** Available records follows **

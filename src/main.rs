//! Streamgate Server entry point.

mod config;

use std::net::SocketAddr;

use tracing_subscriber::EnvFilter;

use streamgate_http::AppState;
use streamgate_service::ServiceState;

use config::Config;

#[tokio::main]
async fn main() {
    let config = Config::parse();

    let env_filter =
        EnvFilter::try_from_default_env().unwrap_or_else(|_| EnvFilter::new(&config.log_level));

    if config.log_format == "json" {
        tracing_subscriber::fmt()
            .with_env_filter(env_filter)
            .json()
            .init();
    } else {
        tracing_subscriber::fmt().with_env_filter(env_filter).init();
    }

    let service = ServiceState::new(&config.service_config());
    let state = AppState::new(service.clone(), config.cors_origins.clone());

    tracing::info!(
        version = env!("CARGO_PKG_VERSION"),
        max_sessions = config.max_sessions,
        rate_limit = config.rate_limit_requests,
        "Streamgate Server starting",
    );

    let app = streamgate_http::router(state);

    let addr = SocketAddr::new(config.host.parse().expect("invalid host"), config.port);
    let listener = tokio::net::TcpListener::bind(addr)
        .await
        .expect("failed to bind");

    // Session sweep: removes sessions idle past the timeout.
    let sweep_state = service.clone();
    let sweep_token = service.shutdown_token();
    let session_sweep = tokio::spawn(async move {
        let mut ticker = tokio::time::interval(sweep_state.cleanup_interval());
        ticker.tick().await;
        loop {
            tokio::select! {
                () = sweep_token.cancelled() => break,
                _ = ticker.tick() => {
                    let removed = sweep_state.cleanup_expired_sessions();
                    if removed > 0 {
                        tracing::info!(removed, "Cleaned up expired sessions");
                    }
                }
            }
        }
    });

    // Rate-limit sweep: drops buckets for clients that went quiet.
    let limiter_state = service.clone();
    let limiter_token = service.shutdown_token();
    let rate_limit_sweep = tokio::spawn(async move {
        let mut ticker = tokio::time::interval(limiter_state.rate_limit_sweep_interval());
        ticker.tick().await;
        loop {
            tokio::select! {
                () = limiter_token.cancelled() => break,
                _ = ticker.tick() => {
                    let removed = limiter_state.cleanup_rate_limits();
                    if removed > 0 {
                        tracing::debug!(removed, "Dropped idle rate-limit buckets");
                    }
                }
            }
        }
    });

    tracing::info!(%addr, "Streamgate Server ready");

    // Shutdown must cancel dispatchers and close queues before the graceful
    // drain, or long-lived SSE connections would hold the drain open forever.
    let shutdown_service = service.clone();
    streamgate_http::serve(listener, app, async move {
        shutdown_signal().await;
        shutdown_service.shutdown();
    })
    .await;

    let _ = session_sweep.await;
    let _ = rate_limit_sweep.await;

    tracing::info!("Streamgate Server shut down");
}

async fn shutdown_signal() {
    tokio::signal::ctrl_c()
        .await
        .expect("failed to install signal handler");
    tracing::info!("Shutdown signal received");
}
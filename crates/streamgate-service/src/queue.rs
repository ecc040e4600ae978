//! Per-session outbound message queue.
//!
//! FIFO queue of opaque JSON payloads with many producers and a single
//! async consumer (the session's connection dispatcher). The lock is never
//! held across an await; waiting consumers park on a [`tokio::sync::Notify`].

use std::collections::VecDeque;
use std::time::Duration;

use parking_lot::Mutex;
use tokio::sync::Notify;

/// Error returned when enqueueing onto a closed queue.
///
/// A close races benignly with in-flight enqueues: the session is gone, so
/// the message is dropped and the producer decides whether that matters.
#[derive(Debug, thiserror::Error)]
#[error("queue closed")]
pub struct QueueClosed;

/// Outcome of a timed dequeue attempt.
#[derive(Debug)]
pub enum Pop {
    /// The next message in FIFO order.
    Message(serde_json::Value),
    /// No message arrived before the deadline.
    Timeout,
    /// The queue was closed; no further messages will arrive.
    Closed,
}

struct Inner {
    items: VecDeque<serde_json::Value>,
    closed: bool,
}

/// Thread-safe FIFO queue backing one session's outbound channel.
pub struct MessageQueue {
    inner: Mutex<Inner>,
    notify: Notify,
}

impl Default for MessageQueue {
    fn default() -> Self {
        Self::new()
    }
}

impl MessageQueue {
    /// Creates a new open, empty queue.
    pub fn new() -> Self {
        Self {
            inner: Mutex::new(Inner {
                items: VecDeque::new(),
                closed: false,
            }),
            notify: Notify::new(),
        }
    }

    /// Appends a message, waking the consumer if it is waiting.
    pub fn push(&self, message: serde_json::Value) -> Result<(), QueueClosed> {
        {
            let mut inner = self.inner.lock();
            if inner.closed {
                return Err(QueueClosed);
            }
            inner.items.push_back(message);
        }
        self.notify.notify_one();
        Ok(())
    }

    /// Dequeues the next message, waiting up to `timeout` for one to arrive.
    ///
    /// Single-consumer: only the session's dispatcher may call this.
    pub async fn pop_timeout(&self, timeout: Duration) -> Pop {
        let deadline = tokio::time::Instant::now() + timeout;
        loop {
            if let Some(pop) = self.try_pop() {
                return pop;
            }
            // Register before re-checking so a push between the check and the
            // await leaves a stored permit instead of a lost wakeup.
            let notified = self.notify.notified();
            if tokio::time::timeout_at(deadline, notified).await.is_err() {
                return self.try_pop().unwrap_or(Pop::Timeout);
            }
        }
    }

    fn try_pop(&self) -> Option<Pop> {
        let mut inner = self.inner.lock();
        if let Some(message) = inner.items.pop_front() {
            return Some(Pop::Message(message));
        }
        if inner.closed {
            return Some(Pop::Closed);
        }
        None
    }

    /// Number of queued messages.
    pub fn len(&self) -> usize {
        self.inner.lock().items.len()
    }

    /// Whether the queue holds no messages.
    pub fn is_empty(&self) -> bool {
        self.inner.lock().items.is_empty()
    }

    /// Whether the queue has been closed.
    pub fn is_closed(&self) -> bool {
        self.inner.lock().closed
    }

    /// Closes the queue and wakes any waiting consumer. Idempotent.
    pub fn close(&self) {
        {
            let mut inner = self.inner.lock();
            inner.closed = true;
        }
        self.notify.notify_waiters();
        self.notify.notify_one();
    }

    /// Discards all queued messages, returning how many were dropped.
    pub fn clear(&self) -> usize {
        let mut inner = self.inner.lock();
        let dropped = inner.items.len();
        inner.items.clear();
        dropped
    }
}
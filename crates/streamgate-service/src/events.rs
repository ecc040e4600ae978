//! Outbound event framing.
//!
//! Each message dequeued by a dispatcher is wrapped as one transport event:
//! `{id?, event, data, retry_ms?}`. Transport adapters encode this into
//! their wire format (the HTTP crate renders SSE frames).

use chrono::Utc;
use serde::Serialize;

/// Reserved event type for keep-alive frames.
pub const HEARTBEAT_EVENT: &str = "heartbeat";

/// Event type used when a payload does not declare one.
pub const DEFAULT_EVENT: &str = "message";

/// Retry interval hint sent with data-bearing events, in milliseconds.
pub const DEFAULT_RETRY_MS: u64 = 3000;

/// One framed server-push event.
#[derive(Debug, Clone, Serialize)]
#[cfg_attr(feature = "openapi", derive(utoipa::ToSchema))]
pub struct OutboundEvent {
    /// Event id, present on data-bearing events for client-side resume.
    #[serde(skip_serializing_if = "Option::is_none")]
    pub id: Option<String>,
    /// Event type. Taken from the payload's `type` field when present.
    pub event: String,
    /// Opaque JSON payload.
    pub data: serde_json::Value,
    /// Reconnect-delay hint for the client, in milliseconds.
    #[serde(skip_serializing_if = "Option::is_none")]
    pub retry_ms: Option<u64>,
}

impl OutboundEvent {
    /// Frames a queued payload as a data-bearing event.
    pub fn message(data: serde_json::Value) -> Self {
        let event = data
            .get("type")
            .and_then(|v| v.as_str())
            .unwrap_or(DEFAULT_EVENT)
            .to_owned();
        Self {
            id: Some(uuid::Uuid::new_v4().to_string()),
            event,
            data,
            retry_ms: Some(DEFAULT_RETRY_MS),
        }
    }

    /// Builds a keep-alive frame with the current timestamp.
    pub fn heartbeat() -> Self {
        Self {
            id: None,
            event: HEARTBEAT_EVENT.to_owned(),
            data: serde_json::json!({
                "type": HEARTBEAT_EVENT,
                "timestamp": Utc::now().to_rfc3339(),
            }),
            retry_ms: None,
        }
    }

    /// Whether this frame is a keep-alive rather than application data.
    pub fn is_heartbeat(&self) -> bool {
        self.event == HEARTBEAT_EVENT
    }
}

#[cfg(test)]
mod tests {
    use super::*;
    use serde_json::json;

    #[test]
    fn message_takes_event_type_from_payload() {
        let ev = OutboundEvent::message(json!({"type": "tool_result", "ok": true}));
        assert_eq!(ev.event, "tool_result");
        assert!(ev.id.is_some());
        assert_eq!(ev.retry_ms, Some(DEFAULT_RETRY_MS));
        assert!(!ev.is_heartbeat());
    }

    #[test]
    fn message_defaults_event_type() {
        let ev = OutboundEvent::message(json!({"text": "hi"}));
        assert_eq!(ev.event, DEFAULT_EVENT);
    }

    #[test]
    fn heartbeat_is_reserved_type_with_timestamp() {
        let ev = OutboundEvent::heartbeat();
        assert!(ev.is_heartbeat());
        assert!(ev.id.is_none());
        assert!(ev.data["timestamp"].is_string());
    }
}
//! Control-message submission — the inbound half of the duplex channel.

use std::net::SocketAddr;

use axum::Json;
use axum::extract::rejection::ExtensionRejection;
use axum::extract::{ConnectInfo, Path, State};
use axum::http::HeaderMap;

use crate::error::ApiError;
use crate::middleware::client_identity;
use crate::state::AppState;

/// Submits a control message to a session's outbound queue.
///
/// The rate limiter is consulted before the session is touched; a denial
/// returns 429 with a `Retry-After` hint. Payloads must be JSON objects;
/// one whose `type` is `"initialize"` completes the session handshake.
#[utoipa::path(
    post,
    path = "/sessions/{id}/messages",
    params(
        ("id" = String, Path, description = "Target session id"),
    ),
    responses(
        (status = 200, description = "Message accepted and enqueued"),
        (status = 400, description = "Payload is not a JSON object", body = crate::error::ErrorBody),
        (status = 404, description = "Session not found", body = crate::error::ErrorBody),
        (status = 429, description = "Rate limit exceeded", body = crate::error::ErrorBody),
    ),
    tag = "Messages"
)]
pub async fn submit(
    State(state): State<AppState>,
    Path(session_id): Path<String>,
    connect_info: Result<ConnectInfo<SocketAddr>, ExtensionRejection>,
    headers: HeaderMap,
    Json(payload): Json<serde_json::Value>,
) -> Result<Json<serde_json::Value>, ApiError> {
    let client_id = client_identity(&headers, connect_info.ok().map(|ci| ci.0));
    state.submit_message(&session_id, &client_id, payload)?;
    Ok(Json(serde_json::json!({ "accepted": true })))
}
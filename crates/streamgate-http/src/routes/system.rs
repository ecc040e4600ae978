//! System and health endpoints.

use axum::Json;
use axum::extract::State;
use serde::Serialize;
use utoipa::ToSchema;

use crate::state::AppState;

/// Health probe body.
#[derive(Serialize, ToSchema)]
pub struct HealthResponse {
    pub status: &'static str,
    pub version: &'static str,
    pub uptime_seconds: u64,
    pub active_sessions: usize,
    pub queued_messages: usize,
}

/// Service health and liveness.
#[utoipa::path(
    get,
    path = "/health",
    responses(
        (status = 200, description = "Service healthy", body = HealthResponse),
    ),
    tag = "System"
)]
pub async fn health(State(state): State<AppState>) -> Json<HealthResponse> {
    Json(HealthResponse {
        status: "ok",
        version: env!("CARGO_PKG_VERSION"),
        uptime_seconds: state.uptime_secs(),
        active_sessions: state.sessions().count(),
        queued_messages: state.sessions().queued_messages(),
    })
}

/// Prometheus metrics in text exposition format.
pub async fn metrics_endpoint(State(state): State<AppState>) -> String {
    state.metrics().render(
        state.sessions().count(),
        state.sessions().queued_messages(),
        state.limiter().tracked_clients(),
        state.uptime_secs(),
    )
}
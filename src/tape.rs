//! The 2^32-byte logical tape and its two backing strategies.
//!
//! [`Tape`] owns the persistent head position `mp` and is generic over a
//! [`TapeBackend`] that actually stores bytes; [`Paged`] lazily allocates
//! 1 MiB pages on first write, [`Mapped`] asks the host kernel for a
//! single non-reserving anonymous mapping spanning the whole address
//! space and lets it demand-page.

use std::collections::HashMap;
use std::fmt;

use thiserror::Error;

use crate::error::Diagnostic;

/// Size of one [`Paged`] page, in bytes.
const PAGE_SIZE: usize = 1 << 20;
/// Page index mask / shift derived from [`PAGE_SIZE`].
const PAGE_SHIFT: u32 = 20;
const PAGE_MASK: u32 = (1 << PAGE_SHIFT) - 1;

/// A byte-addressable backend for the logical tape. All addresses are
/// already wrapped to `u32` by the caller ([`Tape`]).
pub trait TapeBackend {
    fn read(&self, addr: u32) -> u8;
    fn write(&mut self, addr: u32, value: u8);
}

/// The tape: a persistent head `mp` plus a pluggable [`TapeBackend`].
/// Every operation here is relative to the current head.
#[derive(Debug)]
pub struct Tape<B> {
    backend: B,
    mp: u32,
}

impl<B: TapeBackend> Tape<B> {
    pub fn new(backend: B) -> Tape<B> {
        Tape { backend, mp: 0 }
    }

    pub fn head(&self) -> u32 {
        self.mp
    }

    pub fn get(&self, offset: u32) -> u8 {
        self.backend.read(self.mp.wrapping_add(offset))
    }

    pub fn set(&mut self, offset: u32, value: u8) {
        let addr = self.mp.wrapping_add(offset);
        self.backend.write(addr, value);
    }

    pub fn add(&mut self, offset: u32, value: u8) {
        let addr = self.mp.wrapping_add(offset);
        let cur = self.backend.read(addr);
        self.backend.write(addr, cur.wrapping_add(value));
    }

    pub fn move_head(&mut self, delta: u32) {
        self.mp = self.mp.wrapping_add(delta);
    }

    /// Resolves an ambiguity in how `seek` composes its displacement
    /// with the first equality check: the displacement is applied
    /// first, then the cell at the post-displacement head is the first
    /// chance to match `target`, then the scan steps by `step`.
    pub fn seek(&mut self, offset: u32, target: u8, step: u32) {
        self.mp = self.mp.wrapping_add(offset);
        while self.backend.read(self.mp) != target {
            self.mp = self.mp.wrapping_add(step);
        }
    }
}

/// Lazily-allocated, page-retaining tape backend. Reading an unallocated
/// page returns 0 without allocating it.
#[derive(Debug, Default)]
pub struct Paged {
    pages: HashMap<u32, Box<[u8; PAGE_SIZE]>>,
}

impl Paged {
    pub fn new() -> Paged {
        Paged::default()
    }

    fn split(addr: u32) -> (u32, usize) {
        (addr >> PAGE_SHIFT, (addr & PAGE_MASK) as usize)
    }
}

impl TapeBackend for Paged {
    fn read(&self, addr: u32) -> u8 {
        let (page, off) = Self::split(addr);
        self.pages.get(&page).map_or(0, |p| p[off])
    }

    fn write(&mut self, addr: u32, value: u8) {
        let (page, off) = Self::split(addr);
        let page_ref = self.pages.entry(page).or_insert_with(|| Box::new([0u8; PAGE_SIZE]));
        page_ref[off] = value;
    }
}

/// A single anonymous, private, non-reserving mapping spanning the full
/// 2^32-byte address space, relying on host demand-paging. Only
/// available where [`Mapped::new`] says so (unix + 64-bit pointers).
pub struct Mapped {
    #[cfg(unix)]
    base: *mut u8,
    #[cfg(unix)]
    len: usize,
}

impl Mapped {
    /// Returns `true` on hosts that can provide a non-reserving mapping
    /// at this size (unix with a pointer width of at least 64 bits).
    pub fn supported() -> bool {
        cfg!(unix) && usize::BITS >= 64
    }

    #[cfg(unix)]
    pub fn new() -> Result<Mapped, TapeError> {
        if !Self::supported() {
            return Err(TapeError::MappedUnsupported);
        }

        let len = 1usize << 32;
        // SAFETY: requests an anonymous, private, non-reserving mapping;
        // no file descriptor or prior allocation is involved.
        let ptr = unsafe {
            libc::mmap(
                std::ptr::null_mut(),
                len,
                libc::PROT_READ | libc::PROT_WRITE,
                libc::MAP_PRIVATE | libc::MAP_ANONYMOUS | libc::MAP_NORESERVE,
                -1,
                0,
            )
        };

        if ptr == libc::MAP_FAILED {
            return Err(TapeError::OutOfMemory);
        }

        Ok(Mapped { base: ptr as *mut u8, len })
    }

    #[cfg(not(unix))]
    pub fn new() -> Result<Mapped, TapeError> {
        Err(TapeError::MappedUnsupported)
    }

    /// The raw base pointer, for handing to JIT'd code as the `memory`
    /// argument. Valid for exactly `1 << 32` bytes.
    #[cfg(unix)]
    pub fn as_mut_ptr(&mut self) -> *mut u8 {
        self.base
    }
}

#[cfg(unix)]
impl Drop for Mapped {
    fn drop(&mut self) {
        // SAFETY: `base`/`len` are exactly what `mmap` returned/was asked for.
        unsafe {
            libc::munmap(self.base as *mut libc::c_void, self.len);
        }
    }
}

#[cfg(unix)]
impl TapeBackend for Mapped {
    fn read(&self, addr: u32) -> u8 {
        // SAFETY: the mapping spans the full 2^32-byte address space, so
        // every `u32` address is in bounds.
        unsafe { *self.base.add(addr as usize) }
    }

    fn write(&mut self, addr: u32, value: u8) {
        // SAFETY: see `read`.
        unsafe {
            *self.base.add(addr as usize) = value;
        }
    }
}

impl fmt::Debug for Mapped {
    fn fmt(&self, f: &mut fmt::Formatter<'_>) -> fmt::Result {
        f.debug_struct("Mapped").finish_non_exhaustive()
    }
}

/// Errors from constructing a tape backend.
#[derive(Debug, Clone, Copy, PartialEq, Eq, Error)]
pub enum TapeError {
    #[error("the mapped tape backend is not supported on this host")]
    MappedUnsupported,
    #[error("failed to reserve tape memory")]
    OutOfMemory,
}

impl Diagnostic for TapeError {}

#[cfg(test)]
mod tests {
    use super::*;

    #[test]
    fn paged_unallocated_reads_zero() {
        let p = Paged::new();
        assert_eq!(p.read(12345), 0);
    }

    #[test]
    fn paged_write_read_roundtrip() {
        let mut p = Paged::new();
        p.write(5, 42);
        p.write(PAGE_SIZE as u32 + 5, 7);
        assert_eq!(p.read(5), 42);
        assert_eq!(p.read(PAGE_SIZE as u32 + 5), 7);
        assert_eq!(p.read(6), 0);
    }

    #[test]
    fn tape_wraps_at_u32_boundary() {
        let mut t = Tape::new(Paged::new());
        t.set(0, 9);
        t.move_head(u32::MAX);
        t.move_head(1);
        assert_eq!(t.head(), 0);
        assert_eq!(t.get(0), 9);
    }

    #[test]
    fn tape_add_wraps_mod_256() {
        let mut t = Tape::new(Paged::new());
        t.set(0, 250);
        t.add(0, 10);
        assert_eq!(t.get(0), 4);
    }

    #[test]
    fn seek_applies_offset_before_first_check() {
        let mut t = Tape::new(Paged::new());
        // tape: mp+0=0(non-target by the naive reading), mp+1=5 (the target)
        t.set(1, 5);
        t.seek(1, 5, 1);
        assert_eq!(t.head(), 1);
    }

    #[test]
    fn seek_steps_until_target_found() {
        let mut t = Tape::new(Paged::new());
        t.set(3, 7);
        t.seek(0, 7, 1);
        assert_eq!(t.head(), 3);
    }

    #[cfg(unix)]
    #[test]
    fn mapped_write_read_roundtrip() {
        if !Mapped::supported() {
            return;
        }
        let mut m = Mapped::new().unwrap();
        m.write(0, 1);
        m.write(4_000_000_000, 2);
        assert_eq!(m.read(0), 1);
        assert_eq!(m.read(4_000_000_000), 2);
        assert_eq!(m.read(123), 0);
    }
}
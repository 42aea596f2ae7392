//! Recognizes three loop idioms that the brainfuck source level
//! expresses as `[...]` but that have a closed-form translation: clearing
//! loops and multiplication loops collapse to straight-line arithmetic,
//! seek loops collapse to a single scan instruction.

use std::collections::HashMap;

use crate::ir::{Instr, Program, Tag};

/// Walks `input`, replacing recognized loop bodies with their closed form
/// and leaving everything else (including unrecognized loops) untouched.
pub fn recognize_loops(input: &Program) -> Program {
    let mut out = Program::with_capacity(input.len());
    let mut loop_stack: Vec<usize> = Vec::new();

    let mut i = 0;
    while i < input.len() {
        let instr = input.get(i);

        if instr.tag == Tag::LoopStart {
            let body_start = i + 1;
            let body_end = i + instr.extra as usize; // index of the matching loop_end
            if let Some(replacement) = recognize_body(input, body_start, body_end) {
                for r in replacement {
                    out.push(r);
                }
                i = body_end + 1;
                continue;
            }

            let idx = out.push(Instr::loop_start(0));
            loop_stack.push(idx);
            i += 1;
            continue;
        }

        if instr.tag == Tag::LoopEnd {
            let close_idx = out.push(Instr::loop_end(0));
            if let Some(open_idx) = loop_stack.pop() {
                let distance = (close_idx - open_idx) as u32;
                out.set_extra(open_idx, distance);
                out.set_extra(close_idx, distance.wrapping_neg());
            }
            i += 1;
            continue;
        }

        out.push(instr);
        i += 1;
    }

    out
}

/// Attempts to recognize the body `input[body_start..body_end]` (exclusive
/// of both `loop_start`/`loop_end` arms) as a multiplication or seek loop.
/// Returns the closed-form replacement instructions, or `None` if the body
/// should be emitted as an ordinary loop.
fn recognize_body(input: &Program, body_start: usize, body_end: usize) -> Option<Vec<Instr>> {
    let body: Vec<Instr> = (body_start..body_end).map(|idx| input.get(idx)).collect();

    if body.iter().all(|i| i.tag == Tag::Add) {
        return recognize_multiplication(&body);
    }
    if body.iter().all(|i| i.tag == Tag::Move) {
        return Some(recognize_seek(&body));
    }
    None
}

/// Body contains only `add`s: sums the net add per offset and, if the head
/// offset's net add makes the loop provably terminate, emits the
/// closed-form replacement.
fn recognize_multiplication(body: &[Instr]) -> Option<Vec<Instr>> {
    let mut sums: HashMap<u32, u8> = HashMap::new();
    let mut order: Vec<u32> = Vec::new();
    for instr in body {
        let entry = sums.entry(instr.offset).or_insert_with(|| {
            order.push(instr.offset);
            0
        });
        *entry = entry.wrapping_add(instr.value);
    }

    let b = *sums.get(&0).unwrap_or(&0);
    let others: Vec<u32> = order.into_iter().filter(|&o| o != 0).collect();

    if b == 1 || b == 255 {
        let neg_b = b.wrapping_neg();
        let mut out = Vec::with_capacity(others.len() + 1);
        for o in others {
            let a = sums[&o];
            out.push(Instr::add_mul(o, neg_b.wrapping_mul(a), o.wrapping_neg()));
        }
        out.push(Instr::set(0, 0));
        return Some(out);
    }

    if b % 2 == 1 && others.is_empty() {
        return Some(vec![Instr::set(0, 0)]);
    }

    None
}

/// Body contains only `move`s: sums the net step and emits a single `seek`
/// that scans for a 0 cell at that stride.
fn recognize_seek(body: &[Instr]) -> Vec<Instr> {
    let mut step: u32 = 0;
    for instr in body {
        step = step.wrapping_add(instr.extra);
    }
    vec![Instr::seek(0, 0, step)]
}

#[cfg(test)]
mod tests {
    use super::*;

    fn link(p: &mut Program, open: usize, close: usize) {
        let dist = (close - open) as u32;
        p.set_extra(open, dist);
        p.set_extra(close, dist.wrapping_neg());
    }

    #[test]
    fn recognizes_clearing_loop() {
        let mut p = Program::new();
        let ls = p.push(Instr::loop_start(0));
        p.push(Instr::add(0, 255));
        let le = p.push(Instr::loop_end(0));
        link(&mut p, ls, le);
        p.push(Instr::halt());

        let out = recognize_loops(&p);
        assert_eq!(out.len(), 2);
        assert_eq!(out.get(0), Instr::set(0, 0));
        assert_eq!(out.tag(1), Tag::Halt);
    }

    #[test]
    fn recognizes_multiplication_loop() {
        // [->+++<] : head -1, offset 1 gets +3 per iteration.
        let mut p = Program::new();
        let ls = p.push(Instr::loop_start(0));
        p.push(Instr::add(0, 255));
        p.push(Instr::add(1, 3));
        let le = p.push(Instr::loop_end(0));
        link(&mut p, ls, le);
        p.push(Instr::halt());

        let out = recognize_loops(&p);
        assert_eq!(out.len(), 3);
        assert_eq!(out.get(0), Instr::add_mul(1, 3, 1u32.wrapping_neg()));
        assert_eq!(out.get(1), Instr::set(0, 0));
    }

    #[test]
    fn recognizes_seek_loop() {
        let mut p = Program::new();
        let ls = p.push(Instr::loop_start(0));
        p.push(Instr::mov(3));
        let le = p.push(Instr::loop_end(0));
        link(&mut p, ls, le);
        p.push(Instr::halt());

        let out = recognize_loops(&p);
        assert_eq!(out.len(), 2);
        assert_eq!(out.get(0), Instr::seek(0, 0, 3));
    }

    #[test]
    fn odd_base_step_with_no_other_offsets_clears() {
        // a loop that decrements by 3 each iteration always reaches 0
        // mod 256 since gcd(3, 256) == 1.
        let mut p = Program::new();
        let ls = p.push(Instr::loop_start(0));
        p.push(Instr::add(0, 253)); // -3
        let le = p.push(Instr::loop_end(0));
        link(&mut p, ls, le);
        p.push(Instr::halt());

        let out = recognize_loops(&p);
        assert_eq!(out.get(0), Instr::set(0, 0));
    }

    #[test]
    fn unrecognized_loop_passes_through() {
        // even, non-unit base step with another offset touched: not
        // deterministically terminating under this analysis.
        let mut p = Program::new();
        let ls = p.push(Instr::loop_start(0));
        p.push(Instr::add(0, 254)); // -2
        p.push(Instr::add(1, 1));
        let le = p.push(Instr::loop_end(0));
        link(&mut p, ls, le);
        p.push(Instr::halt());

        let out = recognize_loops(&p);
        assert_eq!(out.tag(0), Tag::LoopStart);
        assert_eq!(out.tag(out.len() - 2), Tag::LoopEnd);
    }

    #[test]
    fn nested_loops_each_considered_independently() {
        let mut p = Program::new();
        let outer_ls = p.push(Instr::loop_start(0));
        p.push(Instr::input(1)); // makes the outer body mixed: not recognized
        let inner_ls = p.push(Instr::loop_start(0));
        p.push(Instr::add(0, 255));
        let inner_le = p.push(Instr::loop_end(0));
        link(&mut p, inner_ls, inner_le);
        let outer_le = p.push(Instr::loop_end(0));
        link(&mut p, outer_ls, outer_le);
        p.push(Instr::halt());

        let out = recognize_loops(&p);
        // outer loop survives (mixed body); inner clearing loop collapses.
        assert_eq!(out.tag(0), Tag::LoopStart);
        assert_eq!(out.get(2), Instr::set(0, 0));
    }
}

** End of Available records **

Please go line by line through the records above, copying each one that holds the string "OutOfMemory".

[Written solution]:
            return Err(TapeError::OutOfMemory);
    OutOfMemory,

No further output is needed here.